For personality disorders, criteria include the following:
Emotional lability
Separation Insecurity
Depressivity
Impulsivity
Risk Taking
Hostility
Compromised Empathy
Compromised Intimacy
Impairments in Identity
Grandiosity
Attention-seeking
Flipping the Script: Character Solutions
One way of working is looking at these "symptoms" and "treating" them, that is "helping" people identify these symptoms and patterns and teaching them alternative, more pro-social strategies. I do not take this approach.

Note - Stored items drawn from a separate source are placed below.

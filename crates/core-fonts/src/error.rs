use std::path::PathBuf;
use thiserror::Error;

/// Failures while opening or decoding font files. All are fatal for a run.
#[derive(Debug, Error)]
pub enum FontError {
    #[error("no font files supplied")]
    NoFonts,
    #[error("font file not found: {}", path.display())]
    NotFound { path: PathBuf },
    #[error("failed to read font file {}: {source}", path.display())]
    Read {
        path: PathBuf,
        #[source]
        source: std::io::Error,
    },
    #[error("failed to load font file {}: {reason}", path.display())]
    Parse { path: PathBuf, reason: String },
}
//! Multi-file loading with family and style validation.
//!
//! Paths are loaded in the order given; that order is the weight priority
//! used by the merger. Validation problems that do not stop the run are
//! logged under `fonts.load`:
//! - `multiple_font_names`: a file's label differs from the first one.
//! - `duplicate_style`: a second file with an already-seen style is ignored.
//! - `primary_not_regular`: the first weight is not `regular`.

use crate::error::FontError;
use crate::weight::FontWeight;
use core_model::{WeightSource, title_case};
use std::path::Path;
use tracing::{info, warn};

pub const PRIMARY_STYLE: &str = "regular";

/// Weights in priority order plus the document title.
#[derive(Debug, Clone)]
pub struct LoadedFonts {
    pub font_name: String,
    pub weights: Vec<FontWeight>,
}

impl LoadedFonts {
    fn new() -> Self {
        Self {
            font_name: String::new(),
            weights: Vec::new(),
        }
    }

    /// Add a decoded weight, applying the label and style checks.
    /// Returns `false` when the weight was skipped as a duplicate style.
    pub fn push(&mut self, weight: FontWeight) -> bool {
        let label = weight.info().label();
        if self.weights.is_empty() {
            self.font_name = label;
        } else if self.font_name != label {
            warn!(
                target: "fonts.load",
                expected = %self.font_name,
                found = %label,
                path = %weight.path().display(),
                "multiple_font_names"
            );
        }

        if self.weights.iter().any(|w| w.name() == weight.name()) {
            warn!(
                target: "fonts.load",
                style = weight.name(),
                path = %weight.path().display(),
                "duplicate_style"
            );
            return false;
        }
        self.weights.push(weight);
        true
    }

    pub fn primary(&self) -> Option<&FontWeight> {
        self.weights.first()
    }
}

/// Load every path, failing on the first missing or undecodable file.
pub fn load_weights<P: AsRef<Path>>(paths: &[P]) -> Result<LoadedFonts, FontError> {
    if paths.is_empty() {
        return Err(FontError::NoFonts);
    }
    let mut loaded = LoadedFonts::new();
    for path in paths {
        loaded.push(FontWeight::open(path.as_ref())?);
    }
    log_summary(&loaded);
    Ok(loaded)
}

fn log_summary(loaded: &LoadedFonts) {
    info!(target: "fonts.load", font_name = %loaded.font_name, "font_name");
    for weight in &loaded.weights {
        info!(
            target: "fonts.load",
            style = %title_case(&weight.name().replace('_', "-")),
            path = %weight.path().display(),
            "font_loaded"
        );
    }
    let primary = loaded.primary().filter(|w| w.name() != PRIMARY_STYLE);
    if let Some(primary) = primary {
        warn!(
            target: "fonts.load",
            first = %title_case(primary.name()),
            expected = "Regular",
            "primary_not_regular"
        );
    }
}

Instead, I think it's important to understand them more deeply. First, I recognize that each and every one of us exhibit some of these behaviors/patterns some of the time. After all, who feels completely secure in relationships all of the time? But, it's also true that some people suffer with these feelings more than others. And in these situations, I have found it helpful to understand them as symptoms of an underlying problem--often unmet, early childhood needs--not of some medical or biological or personality "disorder". In my years of experience, I have never met someone who was diagnosed with a "personality disorder" who did not have childhood trauma. And rather than think of these symptoms as a reflection of what is "wrong" with the person, what needs to be "fixed", I get curious about them, and help people get curious about them too.

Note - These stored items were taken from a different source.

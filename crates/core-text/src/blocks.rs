//! Unicode block table and cursor-based classifier.
//!
//! The table is a static, start-sorted list of `(start, end, name)` ranges
//! covering Basic Latin through Supplementary Private Use Area-B, interleaved
//! with the Nerd Fonts icon ranges that patched terminal fonts occupy inside
//! the Private Use Areas.
//!
//! Classification Contract:
//! - A codepoint belongs to the *first* table entry whose inclusive range
//!   contains it. `block_of` is the reference (stateless linear scan).
//! - `BlockCursor::classify` returns exactly what `block_of` returns for any
//!   call order; the cursor only changes how fast the answer is found.
//! - Codepoints outside every range classify as `None`.
//!
//! Overlap Note: "Nerd Fonts - Octicons" (U+F400..U+F533) and "Nerd Fonts -
//! Material Design" (U+F500..U+F7FF) overlap on U+F500..U+F533. First match
//! wins, so those codepoints classify as Octicons. Wide-block detection walks
//! the raw entries and therefore still sees the full Material Design range.
//!
//! Cursor Fast Path:
//! Traversal is almost always ascending, so the block that matched last is
//! very likely to match again. The cursor resumes the scan at that index and
//! wraps around. A hit at index `i` is only trusted when no earlier entry can
//! contain the codepoint, which is checked in O(1) against `PREFIX_MAX_END`
//! (running maximum of `end` over entries `0..i`). Otherwise the cursor
//! falls back to the linear scan so overlaps resolve identically.

/// One contiguous Unicode (or vendor icon) block.
#[derive(Debug, Clone, Copy, PartialEq, Eq)]
pub struct UnicodeBlock {
    pub start: u32,
    pub end: u32, // inclusive
    pub name: &'static str,
}

impl UnicodeBlock {
    const fn new(start: u32, end: u32, name: &'static str) -> Self {
        Self { start, end, name }
    }

    #[inline]
    pub fn contains(&self, cp: u32) -> bool {
        self.start <= cp && cp <= self.end
    }
}

const BLOCK_COUNT: usize = 125;

const fn b(start: u32, end: u32, name: &'static str) -> UnicodeBlock {
    UnicodeBlock::new(start, end, name)
}

const BLOCK_TABLE: [UnicodeBlock; BLOCK_COUNT] = [
    b(0x0000, 0x007F, "Basic Latin"),
    b(0x0080, 0x00FF, "Latin-1 Supplement"),
    b(0x0100, 0x017F, "Latin Extended-A"),
    b(0x0180, 0x024F, "Latin Extended-B"),
    b(0x0250, 0x02AF, "IPA Extensions"),
    b(0x02B0, 0x02FF, "Spacing Modifier Letters"),
    b(0x0300, 0x036F, "Combining Diacritical Marks"),
    b(0x0370, 0x03FF, "Greek and Coptic"),
    b(0x0400, 0x04FF, "Cyrillic"),
    b(0x0500, 0x052F, "Cyrillic Supplement"),
    b(0x0530, 0x058F, "Armenian"),
    b(0x0590, 0x05FF, "Hebrew"),
    b(0x0600, 0x06FF, "Arabic"),
    b(0x0700, 0x074F, "Syriac"),
    b(0x0750, 0x077F, "Arabic Supplement"),
    b(0x0780, 0x07BF, "Thaana"),
    b(0x0900, 0x097F, "Devanagari"),
    b(0x0980, 0x09FF, "Bengali"),
    b(0x1680, 0x169F, "Ogham"),
    b(0x16A0, 0x16FF, "Runic"),
    b(0x1700, 0x171F, "Tagalog"),
    b(0x1AB0, 0x1AFF, "Combining Diacritical Marks Extended"),
    b(0x1B00, 0x1B7F, "Balinese"),
    b(0x1D00, 0x1D7F, "Phonetic Extensions"),
    b(0x1D80, 0x1DBF, "Phonetic Extensions Supplement"),
    b(0x1DC0, 0x1DFF, "Combining Diacritical Marks Supplement"),
    b(0x1E00, 0x1EFF, "Latin Extended Additional"),
    b(0x1F00, 0x1FFF, "Greek Extended"),
    b(0x2000, 0x206F, "General Punctuation"),
    b(0x2070, 0x209F, "Superscripts and Subscripts"),
    b(0x20A0, 0x20CF, "Currency Symbols"),
    b(0x20D0, 0x20FF, "Combining Diacritical Marks for Symbols"),
    b(0x2100, 0x214F, "Letterlike Symbols"),
    b(0x2150, 0x218F, "Number Forms"),
    b(0x2190, 0x21FF, "Arrows"),
    b(0x2200, 0x22FF, "Mathematical Operators"),
    b(0x2300, 0x23FF, "Miscellaneous Technical"),
    b(0x2400, 0x243F, "Control Pictures"),
    b(0x2440, 0x245F, "Optical Character Recognition"),
    b(0x2460, 0x24FF, "Enclosed Alphanumerics"),
    b(0x2500, 0x257F, "Box Drawing"),
    b(0x2580, 0x259F, "Block Elements"),
    b(0x25A0, 0x25FF, "Geometric Shapes"),
    b(0x2600, 0x26FF, "Miscellaneous Symbols"),
    b(0x2700, 0x27BF, "Dingbats"),
    b(0x27C0, 0x27EF, "Miscellaneous Mathematical Symbols-A"),
    b(0x27F0, 0x27FF, "Supplemental Arrows-A"),
    b(0x2800, 0x28FF, "Braille Patterns"),
    b(0x2900, 0x297F, "Supplemental Arrows-B"),
    b(0x2980, 0x29FF, "Miscellaneous Mathematical Symbols-B"),
    b(0x2A00, 0x2AFF, "Supplemental Mathematical Operators"),
    b(0x2B00, 0x2BFF, "Miscellaneous Symbols and Arrows"),
    b(0x2C00, 0x2C5F, "Glagolitic"),
    b(0x2C60, 0x2C7F, "Latin Extended-C"),
    b(0x2C80, 0x2CFF, "Coptic"),
    b(0x2D00, 0x2D2F, "Georgian Supplement"),
    b(0x2D30, 0x2D7F, "Tifinagh"),
    b(0x2D80, 0x2DDF, "Ethiopic Extended"),
    b(0x2DE0, 0x2DFF, "Cyrillic Extended-A"),
    b(0x2E00, 0x2E7F, "Supplemental Punctuation"),
    b(0xE000, 0xE00A, "Nerd Fonts - Pomicons"),
    b(0xE00B, 0xE09F, "Private Use Area"),
    b(0xE0A0, 0xE0A3, "Nerd Fonts - Powerline"),
    b(0xE0A4, 0xE0AF, "Private Use Area"),
    b(0xE0B0, 0xE0D7, "Nerd Fonts - Powerline"),
    b(0xE200, 0xE2A9, "Nerd Fonts - Font Awesome Extension"),
    b(0xE2AA, 0xE2FF, "Private Use Area"),
    b(0xE300, 0xE3E3, "Nerd Fonts - Weather Icons"),
    b(0xE5FA, 0xE6B8, "Nerd Fonts - Seti-UI + Custom"),
    b(0xE700, 0xE8EF, "Nerd Fonts - Devicons"),
    b(0xEA60, 0xEC1E, "Nerd Fonts - Codicons"),
    b(0xED00, 0xEDFF, "Nerd Fonts - Font Awesome"),
    b(0xEE00, 0xEE0B, "Nerd Fonts - Progress Indicators"),
    b(0xEE0C, 0xF2FF, "Nerd Fonts - Font Awesome"),
    b(0xF300, 0xF381, "Nerd Fonts - Font Logos"),
    b(0xF400, 0xF533, "Nerd Fonts - Octicons"),
    b(0xF500, 0xF7FF, "Nerd Fonts - Material Design"),
    b(0xF800, 0xF8EF, "Private Use Area"),
    b(0xF8F0, 0xFADF, "Nerd Fonts - Material Design (v2 range)"),
    b(0xFB00, 0xFB4F, "Alphabetic Presentation Forms"),
    b(0xFB50, 0xFDFF, "Arabic Presentation Forms-A"),
    b(0xFE00, 0xFE0F, "Variation Selectors"),
    b(0xFE10, 0xFE1F, "Vertical Forms"),
    b(0xFE20, 0xFE2F, "Combining Half Marks"),
    b(0xFE30, 0xFE4F, "CJK Compatibility Forms"),
    b(0xFE50, 0xFE6F, "Small Form Variants"),
    b(0xFE70, 0xFEFF, "Arabic Presentation Forms-B"),
    b(0xFF00, 0xFFEF, "Halfwidth and Fullwidth Forms"),
    b(0xFFF0, 0xFFFF, "Specials"),
    b(0x10000, 0x1007F, "Linear B Syllabary"),
    b(0x10080, 0x100FF, "Linear B Ideograms"),
    b(0x10100, 0x1013F, "Aegean Numbers"),
    b(0x10140, 0x1018F, "Ancient Greek Numbers"),
    b(0x10190, 0x101CF, "Ancient Symbols"),
    b(0x101D0, 0x101FF, "Phaistos Disc"),
    b(0x10280, 0x1029F, "Lycian"),
    b(0x102A0, 0x102DF, "Carian"),
    b(0x10300, 0x1032F, "Old Italic"),
    b(0x10330, 0x1034F, "Gothic"),
    b(0x10380, 0x1039F, "Ugaritic"),
    b(0x103A0, 0x103DF, "Old Persian"),
    b(0x10400, 0x1044F, "Deseret"),
    b(0x10450, 0x1047F, "Shavian"),
    b(0x10480, 0x104AF, "Osmanya"),
    b(0x10800, 0x1083F, "Cypriot Syllabary"),
    b(0x1D400, 0x1D7FF, "Mathematical Alphanumeric Symbols"),
    b(0x1F000, 0x1F02F, "Mahjong Tiles"),
    b(0x1F030, 0x1F09F, "Domino Tiles"),
    b(0x1F0A0, 0x1F0FF, "Playing Cards"),
    b(0x1F100, 0x1F1FF, "Enclosed Alphanumeric Supplement"),
    b(0x1F200, 0x1F2FF, "Enclosed Ideographic Supplement"),
    b(0x1F300, 0x1F5FF, "Miscellaneous Symbols and Pictographs"),
    b(0x1F600, 0x1F64F, "Emoticons"),
    b(0x1F650, 0x1F67F, "Ornamental Dingbats"),
    b(0x1F680, 0x1F6FF, "Transport and Map Symbols"),
    b(0x1F700, 0x1F77F, "Alchemical Symbols"),
    b(0x1F780, 0x1F7FF, "Geometric Shapes Extended"),
    b(0x1F800, 0x1F8FF, "Supplemental Arrows-C"),
    b(0x1F900, 0x1F9FF, "Supplemental Symbols and Pictographs"),
    b(0x1FA00, 0x1FA6F, "Chess Symbols"),
    b(0x1FA70, 0x1FAFF, "Symbols and Pictographs Extended-A"),
    b(0x1FB00, 0x1FBFF, "Symbols for Legacy Computing"),
    b(0xF0000, 0xF1AF0, "Nerd Fonts - Material Design"),
    b(0xF1AF1, 0xFFFFF, "Private Use Area"),
    b(0x100000, 0x10FFFF, "Supplementary Private Use Area-B"),
];

/// The block table in classification order.
pub static BLOCKS: &[UnicodeBlock] = &BLOCK_TABLE;

// `PREFIX_MAX_END[i]` = max `end` over `BLOCK_TABLE[..i]` (never consulted
// for i == 0).
static PREFIX_MAX_END: [u32; BLOCK_COUNT] = prefix_max_end();

const fn prefix_max_end() -> [u32; BLOCK_COUNT] {
    let mut out = [0u32; BLOCK_COUNT];
    let mut running = 0u32;
    let mut i = 0;
    while i < BLOCK_COUNT {
        out[i] = running;
        if BLOCK_TABLE[i].end > running {
            running = BLOCK_TABLE[i].end;
        }
        i += 1;
    }
    out
}

/// Stateless reference lookup: first table entry containing `cp`.
pub fn block_of(cp: u32) -> Option<&'static UnicodeBlock> {
    BLOCKS.iter().find(|blk| blk.contains(cp))
}

/// Convenience: block name for `cp` (stateless).
pub fn block_name(cp: u32) -> Option<&'static str> {
    block_of(cp).map(|blk| blk.name)
}

/// Traversal-local classifier that resumes scanning at the last hit.
///
/// Each traversal (one render pass, one test) owns its own cursor; there is
/// no shared state between cursors.
#[derive(Debug, Clone, Default)]
pub struct BlockCursor {
    last: usize,
}

impl BlockCursor {
    pub fn new() -> Self {
        Self::default()
    }

    /// Classify `cp`, updating the cursor on a hit.
    pub fn classify(&mut self, cp: u32) -> Option<&'static UnicodeBlock> {
        let n = BLOCKS.len();
        for step in 0..n {
            let idx = (self.last + step) % n;
            let blk = &BLOCKS[idx];
            if !blk.contains(cp) {
                continue;
            }
            if idx == 0 || PREFIX_MAX_END[idx] < cp {
                self.last = idx;
                return Some(blk);
            }
            // An earlier entry may shadow this one; resolve by table order.
            let (first_idx, first) = BLOCKS
                .iter()
                .enumerate()
                .find(|(_, candidate)| candidate.contains(cp))?;
            self.last = first_idx;
            return Some(first);
        }
        None
    }

    /// Block name for `cp` (see `classify`).
    #[inline]
    pub fn name(&mut self, cp: u32) -> Option<&'static str> {
        self.classify(cp).map(|blk| blk.name)
    }
}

Because often, these kinds of patterns are actually a solution that a young child creatively came up with to protect themselves--their emotional and psychological selves, to be specific. They're attention-seeking because they didn't get the attention they needed-we all need--as children, or they're compensating for a deep sense of shame they feel about themselves due to abuse or neglect. They might have Separation Insecurity because they've experienced loss or abandonment of loved ones before and can't bare to feel that again. Similarly, they act with hostility to keep people away so they can't be hurt again. These are all just theoreticals, but I write them to show exactly how such kinds of behaviors--precisely not symptoms--are actually solutions to a very big problem--the overwhelming suffering felt in relation to our most important developmental relationships and as a result, challenges in the way we see and relate to ourselves.
Why It Matters
Someone might be diagnosed with a personality disorder and receive treatment, teaching, counseling for their symptoms, and it could be very helpful for them. But I think the most important difference in working with someone who understands that there are no personality disorders, only character solutions, lies in dignity. When you work with someone who seeks to understand rather than pathologize and teach, you feel a sense of dignity--both in yourself and in relationship with someone else. And when you've experienced early childhood trauma, that might be something new. Something that you've needed that hasn't yet been met. That may have led to some of the protective solutions listed above. The idea of feeling dignity in yourself or in relationship with someone else might sound unimaginable. But its an experience you deserve. And when you work with someone who will relate to you as a person, honoring your strengths and needs (met and unmet), you will start to believe that too.